Millions of Americans live in Center Hall Colonials whose basement floor is set exactly four feet below grade, popping its first floor three or four feet above the ground plane.  Because these houses are modeled after antique prototypes where glass virtually had the value of a precious metal, windows are undersized and regularly space symmetrically about the front door.  These homes offer the comfort of assured value.  They are the metronome that dots the U.S. landscape, especially in New England where, here, a couple on the verge of empty nesting found themselves with a looming sense of how much their lives would change once their last child flew off to college.  After focusing so much on their family and their home’s interior (nesting usually starts from the inside out when you have children), they realized they had neglected a beautiful site in coastal Connecticut.
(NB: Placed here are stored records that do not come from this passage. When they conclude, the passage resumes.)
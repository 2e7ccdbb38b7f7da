//! Dispatch table binding component properties to callbacks.
//!
//! Each registration ties one output property (e.g. `graph-with-slider.figure`)
//! to an ordered list of input properties. An update request names the output
//! and carries the current input values; the registry checks them against the
//! registration and runs the handler.

use serde::{Deserialize, Serialize};
use serde_json::{Map, Value};
use tracing::debug;

/// A property of a layout component.
#[derive(Debug, Clone, PartialEq, Eq, Hash, Serialize, Deserialize)]
pub struct PropertyRef {
    pub id: String,
    pub property: String,
}

impl PropertyRef {
    pub fn new(id: impl Into<String>, property: impl Into<String>) -> Self {
        PropertyRef {
            id: id.into(),
            property: property.into(),
        }
    }

    /// Parses the `<id>.<property>` form. Component ids may contain dots;
    /// the property is everything after the last one.
    pub fn parse(value: &str) -> Result<Self, CallbackError> {
        match value.rsplit_once('.') {
            Some((id, property)) if !id.is_empty() && !property.is_empty() => {
                Ok(PropertyRef::new(id, property))
            }
            _ => Err(CallbackError::InvalidInput(format!(
                "Expected '<id>.<property>', got '{}'",
                value
            ))),
        }
    }
}

impl std::fmt::Display for PropertyRef {
    fn fmt(&self, f: &mut std::fmt::Formatter<'_>) -> std::fmt::Result {
        write!(f, "{}.{}", self.id, self.property)
    }
}

/// Handler invoked with input values in registration order.
pub type CallbackFn = Box<dyn Fn(&[Value]) -> Result<Value, CallbackError> + Send + Sync>;

struct Registration {
    output: PropertyRef,
    inputs: Vec<PropertyRef>,
    handler: CallbackFn,
}

/// Current value of one input property.
#[derive(Debug, Clone, PartialEq, Serialize, Deserialize)]
pub struct InputValue {
    pub id: String,
    pub property: String,
    pub value: Value,
}

/// Body of an update request.
#[derive(Debug, Clone, PartialEq, Serialize, Deserialize)]
pub struct UpdateRequest {
    /// Output in `<id>.<property>` form
    pub output: String,
    pub inputs: Vec<InputValue>,
}

/// `{"response": {<id>: {<property>: value}}}`
#[derive(Debug, Clone, PartialEq, Serialize, Deserialize)]
pub struct UpdateResponse {
    pub response: Map<String, Value>,
}

impl UpdateResponse {
    fn new(output: &PropertyRef, value: Value) -> Self {
        let mut properties = Map::new();
        properties.insert(output.property.clone(), value);
        let mut response = Map::new();
        response.insert(output.id.clone(), Value::Object(properties));
        UpdateResponse { response }
    }

    /// Value produced for `output`, if present.
    pub fn get(&self, output: &PropertyRef) -> Option<&Value> {
        self.response
            .get(&output.id)
            .and_then(|properties| properties.get(&output.property))
    }
}

/// Public description of a registration.
#[derive(Debug, Clone, PartialEq, Serialize, Deserialize)]
pub struct Dependency {
    pub output: String,
    pub inputs: Vec<PropertyRef>,
}

/// Registered callbacks, keyed by output property.
#[derive(Default)]
pub struct CallbackRegistry {
    registrations: Vec<Registration>,
}

impl std::fmt::Debug for CallbackRegistry {
    fn fmt(&self, f: &mut std::fmt::Formatter<'_>) -> std::fmt::Result {
        f.debug_struct("CallbackRegistry")
            .field("dependencies", &self.dependencies())
            .finish()
    }
}

impl CallbackRegistry {
    pub fn new() -> Self {
        Self::default()
    }

    /// Registers `handler` as the producer of `output`.
    ///
    /// # Errors
    /// Returns `CallbackError::DuplicateOutput` if the output already has a callback.
    pub fn register(
        &mut self,
        output: PropertyRef,
        inputs: Vec<PropertyRef>,
        handler: CallbackFn,
    ) -> Result<(), CallbackError> {
        if self.find(&output).is_some() {
            return Err(CallbackError::DuplicateOutput(output.to_string()));
        }

        debug!(output = %output, inputs = inputs.len(), "registered callback");

        self.registrations.push(Registration {
            output,
            inputs,
            handler,
        });
        Ok(())
    }

    fn find(&self, output: &PropertyRef) -> Option<&Registration> {
        self.registrations
            .iter()
            .find(|registration| &registration.output == output)
    }

    pub fn len(&self) -> usize {
        self.registrations.len()
    }

    pub fn is_empty(&self) -> bool {
        self.registrations.is_empty()
    }

    pub fn dependencies(&self) -> Vec<Dependency> {
        self.registrations
            .iter()
            .map(|registration| Dependency {
                output: registration.output.to_string(),
                inputs: registration.inputs.clone(),
            })
            .collect()
    }

    /// Runs the callback registered for the request's output.
    ///
    /// Inputs must match the registration one-to-one, in order.
    pub fn dispatch(&self, request: &UpdateRequest) -> Result<UpdateResponse, CallbackError> {
        let output = PropertyRef::parse(&request.output)?;
        let registration = self
            .find(&output)
            .ok_or_else(|| CallbackError::UnknownOutput(request.output.clone()))?;

        let supplied: Vec<PropertyRef> = request
            .inputs
            .iter()
            .map(|input| PropertyRef::new(input.id.as_str(), input.property.as_str()))
            .collect();

        if supplied != registration.inputs {
            return Err(CallbackError::InputMismatch {
                expected: registration.inputs.iter().map(ToString::to_string).collect(),
                actual: supplied.iter().map(ToString::to_string).collect(),
            });
        }

        let values: Vec<Value> = request.inputs.iter().map(|input| input.value.clone()).collect();
        let value = (registration.handler)(&values)?;

        Ok(UpdateResponse::new(&output, value))
    }
}

/// Errors raised while registering or dispatching callbacks.
#[derive(Debug, Clone, PartialEq, Eq)]
pub enum CallbackError {
    /// No callback produces this output
    UnknownOutput(String),
    /// Output already has a callback
    DuplicateOutput(String),
    /// Request inputs differ from the registered ones
    InputMismatch {
        expected: Vec<String>,
        actual: Vec<String>,
    },
    /// Input value has the wrong shape
    InvalidInput(String),
    /// Handler failed to produce a value
    Internal(String),
}

impl std::fmt::Display for CallbackError {
    fn fmt(&self, f: &mut std::fmt::Formatter<'_>) -> std::fmt::Result {
        match self {
            CallbackError::UnknownOutput(output) => write!(f, "No callback for output: {}", output),
            CallbackError::DuplicateOutput(output) => {
                write!(f, "Output already registered: {}", output)
            }
            CallbackError::InputMismatch { expected, actual } => write!(
                f,
                "Input mismatch: expected [{}], got [{}]",
                expected.join(", "),
                actual.join(", ")
            ),
            CallbackError::InvalidInput(msg) => write!(f, "Invalid input: {}", msg),
            CallbackError::Internal(msg) => write!(f, "Callback failed: {}", msg),
        }
    }
}

impl std::error::Error for CallbackError {}

impl From<serde_json::Error> for CallbackError {
    fn from(err: serde_json::Error) -> Self {
        CallbackError::Internal(err.to_string())
    }
}
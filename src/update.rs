//! The filter-and-render callback.

use crate::dataset::{Cell, Dataset};
use crate::figure::{Figure, Layout, ScatterTrace};
use crate::view::ViewSpec;
use std::collections::HashMap;
use std::sync::Arc;
use tracing::debug;

/// Resolved positions of the bound columns.
#[derive(Debug, Clone, Copy, PartialEq, Eq)]
pub(crate) struct ColumnIndices {
    pub x: usize,
    pub y: usize,
    pub label: usize,
    pub group: usize,
    pub filter: usize,
}

/// Read-only context the callback runs against: the dataset plus a view
/// whose columns have been validated.
///
/// Built by [`ViewSpec::bind`]. Cheap to clone.
#[derive(Debug, Clone)]
pub struct DataContext {
    dataset: Arc<Dataset>,
    view: Arc<ViewSpec>,
    indices: ColumnIndices,
}

impl DataContext {
    pub(crate) fn new(dataset: Arc<Dataset>, view: ViewSpec, indices: ColumnIndices) -> Self {
        DataContext {
            dataset,
            view: Arc::new(view),
            indices,
        }
    }

    pub fn dataset(&self) -> &Dataset {
        &self.dataset
    }

    pub fn view(&self) -> &ViewSpec {
        &self.view
    }

    /// Row indices whose filter value equals `selected` exactly.
    pub fn matching_rows(&self, selected: f64) -> Vec<usize> {
        let target = Cell::number(selected);
        self.dataset.columns()[self.indices.filter]
            .values
            .iter()
            .enumerate()
            .filter(|(_, cell)| **cell == target)
            .map(|(row, _)| row)
            .collect()
    }

    /// Builds the chart for a slider value.
    ///
    /// Rows are selected by exact equality on the filter column, then split
    /// into one marker series per group value in first-seen order. A value
    /// matching no rows yields a figure with axes and no series.
    pub fn update_figure(&self, selected: f64) -> Figure {
        let columns = self.dataset.columns();
        let x = &columns[self.indices.x].values;
        let y = &columns[self.indices.y].values;
        let label = &columns[self.indices.label].values;
        let group = &columns[self.indices.group].values;

        let rows = self.matching_rows(selected);

        let mut traces: Vec<ScatterTrace> = Vec::new();
        let mut slots: HashMap<&Cell, usize> = HashMap::new();

        for row in &rows {
            let key = &group[*row];
            let slot = *slots.entry(key).or_insert_with(|| {
                traces.push(ScatterTrace::markers(key.to_string()));
                traces.len() - 1
            });
            traces[slot].push(x[*row].as_f64(), y[*row].as_f64(), label[*row].clone());
        }

        debug!(
            filter = %self.view.filter,
            selected,
            rows = rows.len(),
            series = traces.len(),
            "update_figure"
        );

        Figure {
            data: traces,
            layout: self.layout(),
        }
    }

    /// Static layout shared by every figure of this view.
    pub fn layout(&self) -> Layout {
        Layout::new(self.view.xaxis.to_axis(), self.view.yaxis.to_axis())
    }
}

#[cfg(test)]
mod tests {
    use super::*;

    fn context(csv: &str) -> DataContext {
        let dataset = Arc::new(Dataset::from_csv_str(csv).unwrap());
        ViewSpec::gapminder().bind(dataset).unwrap()
    }

    const SAMPLE: &str = "\
country,year,continent,gdpPercap,lifeExp
Afghanistan,1952,Asia,779,28.8
Albania,1952,Europe,1601,59.6
Afghanistan,1957,Asia,820,30.3
";

    #[test]
    fn test_worked_example() {
        let ctx = context(SAMPLE);

        let figure = ctx.update_figure(1952.0);
        assert_eq!(figure.series_names(), vec!["Asia", "Europe"]);
        assert_eq!(figure.data[0].len(), 1);
        assert_eq!(figure.data[1].len(), 1);
        assert_eq!(figure.data[1].x, vec![Some(1601.0)]);
        assert_eq!(figure.data[1].y, vec![Some(59.6)]);
        assert_eq!(figure.data[1].text, vec![Cell::text("Albania")]);

        let figure = ctx.update_figure(1957.0);
        assert_eq!(figure.series_names(), vec!["Asia"]);
        assert_eq!(figure.point_count(), 1);

        let figure = ctx.update_figure(1999.0);
        assert!(figure.data.is_empty());
    }

    #[test]
    fn test_empty_selection_keeps_layout() {
        let ctx = context(SAMPLE);
        let figure = ctx.update_figure(2100.0);
        assert!(figure.data.is_empty());
        assert_eq!(figure.layout, ctx.layout());
        assert_eq!(figure.layout.xaxis.title, "GDP Per Capita");
    }

    #[test]
    fn test_exact_match_only() {
        let ctx = context(SAMPLE);
        assert!(ctx.update_figure(1954.5).data.is_empty());
        assert!(ctx.update_figure(1952.000001).data.is_empty());
    }

    #[test]
    fn test_groups_in_first_seen_order() {
        let ctx = context(
            "country,year,continent,gdpPercap,lifeExp\n\
             A,2007,Oceania,1,1\n\
             B,2007,Africa,2,2\n\
             C,2007,Oceania,3,3\n\
             D,2007,Americas,4,4\n",
        );
        let figure = ctx.update_figure(2007.0);
        assert_eq!(figure.series_names(), vec!["Oceania", "Africa", "Americas"]);
        assert_eq!(figure.data[0].x, vec![Some(1.0), Some(3.0)]);
    }

    #[test]
    fn test_point_count_matches_rows() {
        let ctx = context(
            "country,year,continent,gdpPercap,lifeExp\n\
             A,1952,Asia,1,1\n\
             B,1952,,2,2\n\
             C,1952,Asia,,3\n",
        );
        let figure = ctx.update_figure(1952.0);
        assert_eq!(figure.point_count(), ctx.matching_rows(1952.0).len());
        assert_eq!(figure.series_names(), vec!["Asia", ""]);
        assert_eq!(figure.data[0].x, vec![Some(1.0), None]);
    }

    #[test]
    fn test_idempotent() {
        let ctx = context(SAMPLE);
        assert_eq!(ctx.update_figure(1952.0), ctx.update_figure(1952.0));
    }

    #[test]
    fn test_marker_styling() {
        let ctx = context(SAMPLE);
        let figure = ctx.update_figure(1952.0);
        let trace = &figure.data[0];
        assert_eq!(trace.opacity, 0.7);
        assert_eq!(trace.marker.size, 15.0);
        assert_eq!(trace.marker.line.width, 0.5);
        assert_eq!(trace.marker.line.color, "white");
    }
}
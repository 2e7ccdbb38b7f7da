//! Slider derived from the filter column.

use crate::dataset::{format_number, DatasetError};
use crate::update::DataContext;
use serde::Serialize;

/// Slider bounds and stops derived from the filter column.
///
/// `step` is always `None`: the handle only rests on observed values, which
/// matches the exact-equality filter of the figure callback.
#[derive(Debug, Clone, PartialEq, Serialize)]
pub struct SliderConfig {
    pub min: f64,
    pub max: f64,
    /// Initial selection
    pub value: f64,
    pub step: Option<f64>,
    /// Stop label for each distinct value, in first-seen order
    pub marks: Vec<SliderMark>,
}

#[derive(Debug, Clone, PartialEq, Serialize)]
pub struct SliderMark {
    pub value: f64,
    pub label: String,
}

impl SliderConfig {
    /// # Errors
    /// Returns `DatasetError::Empty` if the filter column has no values.
    pub fn from_context(context: &DataContext) -> Result<Self, DatasetError> {
        let column = context.dataset().numeric_column(&context.view().filter)?;
        let (min, max) = column.numeric_bounds().ok_or(DatasetError::Empty)?;

        let marks = column
            .distinct_values()
            .into_iter()
            .filter_map(|cell| cell.as_f64())
            .map(|value| SliderMark {
                value,
                label: format_number(value),
            })
            .collect();

        Ok(SliderConfig {
            min,
            max,
            value: min,
            step: None,
            marks,
        })
    }

    /// Mark values as a plain list.
    pub fn stops(&self) -> Vec<f64> {
        self.marks.iter().map(|mark| mark.value).collect()
    }
}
Their prototypic Center Hall with its eight-foot ceilings and slightly narrow spaces could have been plopped down on virtually any lot in America - but their lot was special, and their garden could be even more special.  They hired an architect to create a new space that had three elements their existing home did not have:

1.Height.  Eleven-foot ceilings transform a space.  

2.Light.  Floor to ceiling glass has a bright level of openness with which regularly spaced traditional windows simply can’t compete.

3.Direct Walk-Out To The Garden.  On grade access.
Not only did the architect meet all of these challenges,  he also realized that what he would end up doing would have to serve as a counterpoint to the existing house or it would look like a misaligned afterthought.  The new room, essentially an informal living space, was set off on a 45º angle as an evolved offspring from the existing house, with a lower roofed connector that allowed all the second floor windowscaping to remain untouched.  From this one bold gesture and the design criteria above, a simple pavilion was designed that was then made to resonate into the new gardenscape as defined by a talented garden designer the couple had retained.  A ticky tacky pressure treated deck was removed and replaced, garden walls and surrounding terraces were created, and an entire house was changed by the addition of one simple piece – not unlike the way a family is transformed by the physical absence of children as they spiral off into adulthood.
The addition’s materials mimic the existing house, with the exception of using flush T&G vertical siding (painted the same color as the house to integrate, but left wonderfully flat in contrast), extending trim lines of the house to become literal lines, and the use of expressive trim in certain areas where it had only been alluded to in the parent building.  Otherwise, window typologies were simply extended, as were eaves.  On the interior, corners were built out to provide structural stiffness, open door resting places, and mechanical accommodation.  Flooring was given special treatment to distinguish it from the harboring house.  The connector became not only a visual and spatial transition and an extension of the existing dining room, but also a functional butler’s pantry.